Kuroneko Kareshi no Aishikata began in the October 2014 issue. Kuroneko Kareshi no Afurekata began in 2015 and ended in the June 2016 issue.

A drama CD adaptation of Kuroneko Kareshi no Nakasekata was released on October 31, 2014.

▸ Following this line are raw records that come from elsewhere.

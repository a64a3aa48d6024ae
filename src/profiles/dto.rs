use serde::Deserialize;
use serde_json::Value;
use sqlx::{postgres::PgArguments, query::QueryAs, Postgres};

use super::repo::ProfileInput;
use super::repo_types::{ArtistProfile, FanProfile, LicensorProfile, ServiceProviderProfile};

type Q<'q, R> = QueryAs<'q, Postgres, R, PgArguments>;

#[derive(Debug, Deserialize)]
pub struct ArtistProfileInput {
    pub stage_name: Option<String>,
    pub legal_name: Option<String>,
    pub bio: Option<String>,
    pub website: Option<String>,
    pub pro_affiliation: Option<String>,
    pub ipi_number: Option<String>,
    pub social_links: Option<Value>,
    pub profile_image_url: Option<String>,
}

impl ProfileInput for ArtistProfileInput {
    type Record = ArtistProfile;
    const TABLE: &'static str = "artist_profiles";
    const COLUMNS: &'static [&'static str] = &[
        "stage_name", "legal_name", "bio", "website", "pro_affiliation", "ipi_number",
        "social_links", "profile_image_url",
    ];
    const REQUIRED: &'static str = "stage_name";

    fn required_value(&self) -> Option<&str> {
        self.stage_name.as_deref()
    }

    fn bind<'q>(self, q: Q<'q, Self::Record>) -> Q<'q, Self::Record> {
        q.bind(self.stage_name.map(|s| s.trim().to_string()))
            .bind(self.legal_name)
            .bind(self.bio)
            .bind(self.website)
            .bind(self.pro_affiliation)
            .bind(self.ipi_number)
            .bind(self.social_links)
            .bind(self.profile_image_url)
    }
}

#[derive(Debug, Deserialize)]
pub struct FanProfileInput {
    pub display_name: Option<String>,
    pub music_preferences: Option<Value>,
    pub listening_history: Option<Value>,
}

impl ProfileInput for FanProfileInput {
    type Record = FanProfile;
    const TABLE: &'static str = "fan_profiles";
    const COLUMNS: &'static [&'static str] = &["display_name", "music_preferences", "listening_history"];
    const REQUIRED: &'static str = "display_name";

    fn required_value(&self) -> Option<&str> {
        self.display_name.as_deref()
    }

    fn bind<'q>(self, q: Q<'q, Self::Record>) -> Q<'q, Self::Record> {
        q.bind(self.display_name.map(|s| s.trim().to_string()))
            .bind(self.music_preferences)
            .bind(self.listening_history)
    }
}

#[derive(Debug, Deserialize)]
pub struct LicensorProfileInput {
    pub company_name: Option<String>,
    pub contact_person: Option<String>,
    pub industry: Option<String>,
    pub budget_range: Option<String>,
    pub licensing_needs: Option<String>,
}

impl ProfileInput for LicensorProfileInput {
    type Record = LicensorProfile;
    const TABLE: &'static str = "licensor_profiles";
    const COLUMNS: &'static [&'static str] = &[
        "company_name", "contact_person", "industry", "budget_range", "licensing_needs",
    ];
    const REQUIRED: &'static str = "company_name";

    fn required_value(&self) -> Option<&str> {
        self.company_name.as_deref()
    }

    fn bind<'q>(self, q: Q<'q, Self::Record>) -> Q<'q, Self::Record> {
        q.bind(self.company_name.map(|s| s.trim().to_string()))
            .bind(self.contact_person)
            .bind(self.industry)
            .bind(self.budget_range)
            .bind(self.licensing_needs)
    }
}

#[derive(Debug, Deserialize)]
pub struct ServiceProviderProfileInput {
    pub business_name: Option<String>,
    pub service_categories: Option<Value>,
    pub skills: Option<Value>,
    pub experience_years: Option<i32>,
    pub portfolio_urls: Option<Value>,
    pub rates: Option<Value>,
    pub availability_status: Option<String>,
}

impl ProfileInput for ServiceProviderProfileInput {
    type Record = ServiceProviderProfile;
    const TABLE: &'static str = "service_provider_profiles";
    const COLUMNS: &'static [&'static str] = &[
        "business_name", "service_categories", "skills", "experience_years", "portfolio_urls",
        "rates", "availability_status",
    ];
    const REQUIRED: &'static str = "business_name";

    fn required_value(&self) -> Option<&str> {
        self.business_name.as_deref()
    }

    fn bind<'q>(self, q: Q<'q, Self::Record>) -> Q<'q, Self::Record> {
        q.bind(self.business_name.map(|s| s.trim().to_string()))
            .bind(self.service_categories)
            .bind(self.skills)
            .bind(self.experience_years)
            .bind(self.portfolio_urls)
            .bind(self.rates)
            .bind(self.availability_status)
    }
}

| No. | Title | Japanese release date | Japanese ISBN |
|---|---|---|---|
| 1 | Kuroneko Kareshi no Asobikata (クロネコ彼氏のアソビ方) | September 29, 2012 | 978-4-403-66361-1 |
| 2 | Kuroneko Kareshi no Amaekata (クロネコ彼氏の甘え方) | September 30, 2013 | 978-4-403-66402-1 |
| 3 | Kuroneko Kareshi no Aishikata 1 (クロネコ彼氏の愛し方 (1)) | August 10, 2014 | 978-4-403-66436-6 |
| 4 | Kuroneko Kareshi no Aishikata 2 (クロネコ彼氏の愛し方 (2)) | November 5, 2012 | 978-4-403-66441-0 |
| 5 | Kuroneko Kareshi no Afurekata 1 (クロネコ彼氏のあふれ方 (1)) | November 30, 2015 | 978-4-403-66495-3 |
| 6 | Kuroneko Kareshi no Afurekata 2 (クロネコ彼氏のあふれ方 (2)) | March 30, 2016 | 978-4-403-66511-0 |
| 7 | Kuroneko Kareshi no Afurekata 3 (クロネコ彼氏のあふれ方 (3)) | November 1, 2016 | 978-4-403-66536-3 |
| 8 | Kuroneko Kareshi no Arukikata (クロネコ彼氏のあるき方) | July 2, 2018 | 978-4-403-66639-1 |
| 9 | Kuroneko Kareshi no Arukikata 2 (クロネコ彼氏のあるき方 (2)) | December 1, 2018 | 978-4-403-66660-5 |

====Spin-off====

| No. | Title | Japanese release date | Japanese ISBN |
|---|---|---|---|
| 1 | Fukigen Kareshi no Nadamekata (不機嫌彼氏のなだめ方) | May 30, 2015 | 978-4-403-66471-7 |
| 2 | Fukigen Kareshi no Saraikata (不機嫌彼氏のさらい方) | June 1, 2017 | 978-4-403-66574-5 |

==Reception==
In 2014, Kuroneko Kareshi no Amaekata was ranked #8 in Chil Chil's Boys' Love Awards in the Top 20 Manga category. Kuroneko Kareshi no Aishikata was ranked #3 on the list of recommended boys' love stories in a survey of 470 employees across 400 bookstores nationwide in Japan. In 2019, the entire Kuroneko Kareshi series was ranked #3 in the top 100 boys' love manga on BookLive!, a digital book distributor.